**Work instructions:** Word for word, repeat every entry that appears below.

**Dataset excerpts:**

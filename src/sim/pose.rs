//! Element pose shared with the presentation layer

use glam::Vec2;

/// Where and how to draw a button, relative to its rest position
#[derive(Debug, Clone, Copy, PartialEq)]
pub struct ElementPose {
    /// Displacement from the rest centre (px)
    pub offset: Vec2,
    /// Rotation (degrees)
    pub rotation: f32,
    pub scale: f32,
}

impl ElementPose {
    pub fn at_rest(scale: f32) -> Self {
        Self {
            offset: Vec2::ZERO,
            rotation: 0.0,
            scale,
        }
    }

    /// Offset and rotation are both back at zero (scale is not considered)
    pub fn is_at_rest(&self) -> bool {
        self.offset == Vec2::ZERO && self.rotation == 0.0
    }

    /// CSS `transform` value for this pose
    pub fn css_transform(&self) -> String {
        format!(
            "translate({:.1}px, {:.1}px) rotate({:.1}deg) scale({:.3})",
            self.offset.x, self.offset.y, self.rotation, self.scale
        )
    }
}

impl Default for ElementPose {
    fn default() -> Self {
        Self::at_rest(1.0)
    }
}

**Finished exercise:**
filename src/sim/pose.rs
//! Element pose shared with the presentation layer

use glam::Vec2;

/// Where and how to draw a button, relative to its rest position
#[derive(Debug, Clone, Copy, PartialEq)]
pub struct ElementPose {
    /// Displacement from the rest centre (px)
    pub offset: Vec2,
    /// Rotation (degrees)
    pub rotation: f32,
    pub scale: f32,
}

impl ElementPose {
    pub fn at_rest(scale: f32) -> Self {
        Self {
            offset: Vec2::ZERO,
            rotation: 0.0,
            scale,
        }
    }

    /// Offset and rotation are both back at zero (scale is not considered)
    pub fn is_at_rest(&self) -> bool {
        self.offset == Vec2::ZERO && self.rotation == 0.0
    }

    /// CSS `transform` value for this pose
    pub fn css_transform(&self) -> String {
        format!(
            "translate({:.1}px, {:.1}px) rotate({:.1}deg) scale({:.3})",
            self.offset.x, self.offset.y, self.rotation, self.scale
        )
    }
}

impl Default for ElementPose {
    fn default() -> Self {
        Self::at_rest(1.0)
    }
}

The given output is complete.